Figure 1: Allocation of Fund Assets by Holdings Quality and By Costs
Sources: New Constructs, LLC and company filings
We see two key opportunities for improvement in the ETF and mutual fund industry:
- More research into the quality of holdings.
- Not enough research focuses on the quality of portfolio management of funds
- More allocation by managers to high-quality holdings or good stocks.
- With about twice as many funds as stocks in the market, there simply are not enough good stocks to fill all the funds.
These opportunities are related. If investors had more insight into the quality of funds’ holdings, we think they would allocate a lot less money to funds with poor quality holdings. Many funds would cease to exist.
Quality of holdings is the single most important factor in determining an ETF or mutual fund’s future performance. No matter how low the costs, if the ETF or mutual fund holds bad stocks, performance will be poor. Costs are easier to find, but research on the quality of holdings is almost non-existent.
Figure 2 shows investors are not putting enough money into ETFs and mutual funds with high-quality holdings. Only 93 out of 7,554 (1%) of ETFs and mutual funds allocate a significant amount of value to quality holdings. 99% of assets are in funds that do not justify their costs and overcharge investors for poor portfolio management.
Figure 2: Distribution of ETFs & Mutual Funds (Count & Assets) By Portfolio Management Rating
Source: New Constructs, LLC and company filings
Figure 3 shows that investors successfully find low-cost funds. 81% of assets are held in ETFs and mutual funds that have Attractive-or-better rated total annual costs, our apples-to-apples measure of the all-in cost of investing in any given fund.
Out of the 7,554 ETFs and mutual funds we cover, 2,549 (34%) earn an Attractive-or-better total annual costs rating.
Clearly, ETF and mutual fund investors are smart shoppers when it comes to finding cheap investments. But cheap is not necessarily good.

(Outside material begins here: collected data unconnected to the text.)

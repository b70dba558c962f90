//! JSON parser.
use harbor_core::{
    data_model::{FieldValue, Metric},
    ingest::Parser,
};
use harbor_error::{generic_error, GenericError};
use serde::Deserialize;
use serde_json::{Map, Value};

const DEFAULT_METRIC_NAME: &str = "json";

/// Unit of numeric timestamps in a JSON payload.
#[derive(Clone, Copy, Debug, Default, Deserialize, Eq, PartialEq)]
#[serde(rename_all = "snake_case")]
pub enum TimestampUnit {
    /// Seconds, possibly fractional.
    #[default]
    Seconds,

    /// Milliseconds.
    Milliseconds,

    /// Microseconds.
    Microseconds,

    /// Nanoseconds.
    Nanoseconds,
}

impl TimestampUnit {
    fn to_nanos(self, value: f64) -> Option<u64> {
        let scale = match self {
            Self::Seconds => 1e9,
            Self::Milliseconds => 1e6,
            Self::Microseconds => 1e3,
            Self::Nanoseconds => 1.0,
        };

        let nanos = value * scale;
        if nanos.is_finite() && nanos >= 0.0 && nanos < u64::MAX as f64 {
            Some(nanos as u64)
        } else {
            None
        }
    }
}

/// JSON parser configuration.
#[derive(Clone, Debug, Default, Deserialize)]
pub struct JsonConfiguration {
    /// Key whose string value names the metric.
    ///
    /// When unset, or when an object lacks the key, the metric is named `json`.
    #[serde(default, rename = "json_name_key")]
    pub name_key: Option<String>,

    /// Keys whose values become tags rather than fields.
    #[serde(default, rename = "tag_keys")]
    pub tag_keys: Vec<String>,

    /// Keys whose string values become string fields.
    ///
    /// Other string values are ignored.
    #[serde(default, rename = "json_string_fields")]
    pub string_fields: Vec<String>,

    /// Key holding the metric timestamp.
    #[serde(default, rename = "json_time_key")]
    pub timestamp_key: Option<String>,

    /// Unit of the timestamp found under `timestamp_key`.
    #[serde(default, rename = "json_time_unit")]
    pub timestamp_unit: TimestampUnit,
}

/// Parses JSON objects, or arrays of objects, into metrics.
///
/// Nested objects and arrays are flattened, joining keys with `_` (`{"a": {"b": 1}}` becomes the field `a_b`, and
/// `{"a": [1, 2]}` becomes `a_0` and `a_1`). Numbers become float fields and booleans become boolean fields. Strings
/// are only kept when named as tags, string fields, the metric name, or the timestamp. Nulls are ignored. An object
/// that yields no fields produces no metric.
#[derive(Clone, Debug, Default)]
pub struct JsonParser {
    config: JsonConfiguration,
}

impl JsonParser {
    /// Creates a new `JsonParser` from the given configuration.
    pub fn new(config: JsonConfiguration) -> Self {
        Self { config }
    }

    fn parse_object(&self, object: &Map<String, Value>) -> Result<Option<Metric>, GenericError> {
        let mut flattened = Vec::new();
        for (key, value) in object {
            flatten(key.clone(), value, &mut flattened);
        }

        let mut metric = Metric::new(DEFAULT_METRIC_NAME);
        let mut has_fields = false;
        for (key, value) in flattened {
            if self.config.name_key.as_deref() == Some(key.as_str()) {
                if let Value::String(name) = value {
                    metric.set_name(name.as_str());
                    continue;
                }
            }

            if self.config.timestamp_key.as_deref() == Some(key.as_str()) {
                let timestamp = value
                    .as_f64()
                    .and_then(|raw| self.config.timestamp_unit.to_nanos(raw))
                    .ok_or_else(|| generic_error!("Invalid timestamp under key '{}': {}", key, value))?;
                metric.set_timestamp(timestamp);
                continue;
            }

            if self.config.tag_keys.iter().any(|tag_key| *tag_key == key) {
                match value {
                    Value::String(s) => metric.insert_tag(key, s.as_str()),
                    Value::Number(n) => metric.insert_tag(key, n.to_string()),
                    Value::Bool(b) => metric.insert_tag(key, b.to_string()),
                    _ => {}
                }
                continue;
            }

            let field = match value {
                Value::Number(n) => n.as_f64().map(FieldValue::Float),
                Value::Bool(b) => Some(FieldValue::Boolean(*b)),
                Value::String(s) if self.config.string_fields.iter().any(|field| *field == key) => {
                    Some(FieldValue::String(s.clone()))
                }
                _ => None,
            };
            if let Some(field) = field {
                metric = metric.with_field(key, field);
                has_fields = true;
            }
        }

        Ok(has_fields.then_some(metric))
    }
}

impl Parser for JsonParser {
    fn parse(&self, payload: &[u8]) -> Result<Vec<Metric>, GenericError> {
        let document: Value =
            serde_json::from_slice(payload).map_err(|e| generic_error!("Payload is not valid JSON: {}", e))?;

        let objects = match &document {
            Value::Object(object) => vec![object],
            Value::Array(items) => items
                .iter()
                .enumerate()
                .map(|(index, item)| {
                    item.as_object()
                        .ok_or_else(|| generic_error!("Array element {} is not a JSON object.", index))
                })
                .collect::<Result<Vec<_>, _>>()?,
            _ => return Err(generic_error!("Payload must be a JSON object or an array of objects.")),
        };

        let mut metrics = Vec::with_capacity(objects.len());
        for object in objects {
            if let Some(metric) = self.parse_object(object)? {
                metrics.push(metric);
            }
        }
        Ok(metrics)
    }
}

fn flatten<'a>(prefix: String, value: &'a Value, out: &mut Vec<(String, &'a Value)>) {
    match value {
        Value::Object(object) => {
            for (key, nested) in object {
                flatten(format!("{}_{}", prefix, key), nested, out);
            }
        }
        Value::Array(items) => {
            for (index, nested) in items.iter().enumerate() {
                flatten(format!("{}_{}", prefix, index), nested, out);
            }
        }
        Value::Null => {}
        _ => out.push((prefix, value)),
    }
}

Fidelity MSCI Energy Index ETF (FENY) gets an overall predictive rating of Very Unattractive because no matter how low its fees (0.09%) we expect it to underperform because it holds too many Unattractive-or-worse rated stocks. Low fees cannot boost fund performance. Only good stocks can boost performance.
Figure 3: Distribution of ETFs & Mutual Funds (Count & Assets) By Total Annual Costs Ratings
Source: New Constructs, LLC and company filings
Investors should allocate their capital to funds with both high-quality holdings and low costs because those are the funds that offer investors the best performance potential.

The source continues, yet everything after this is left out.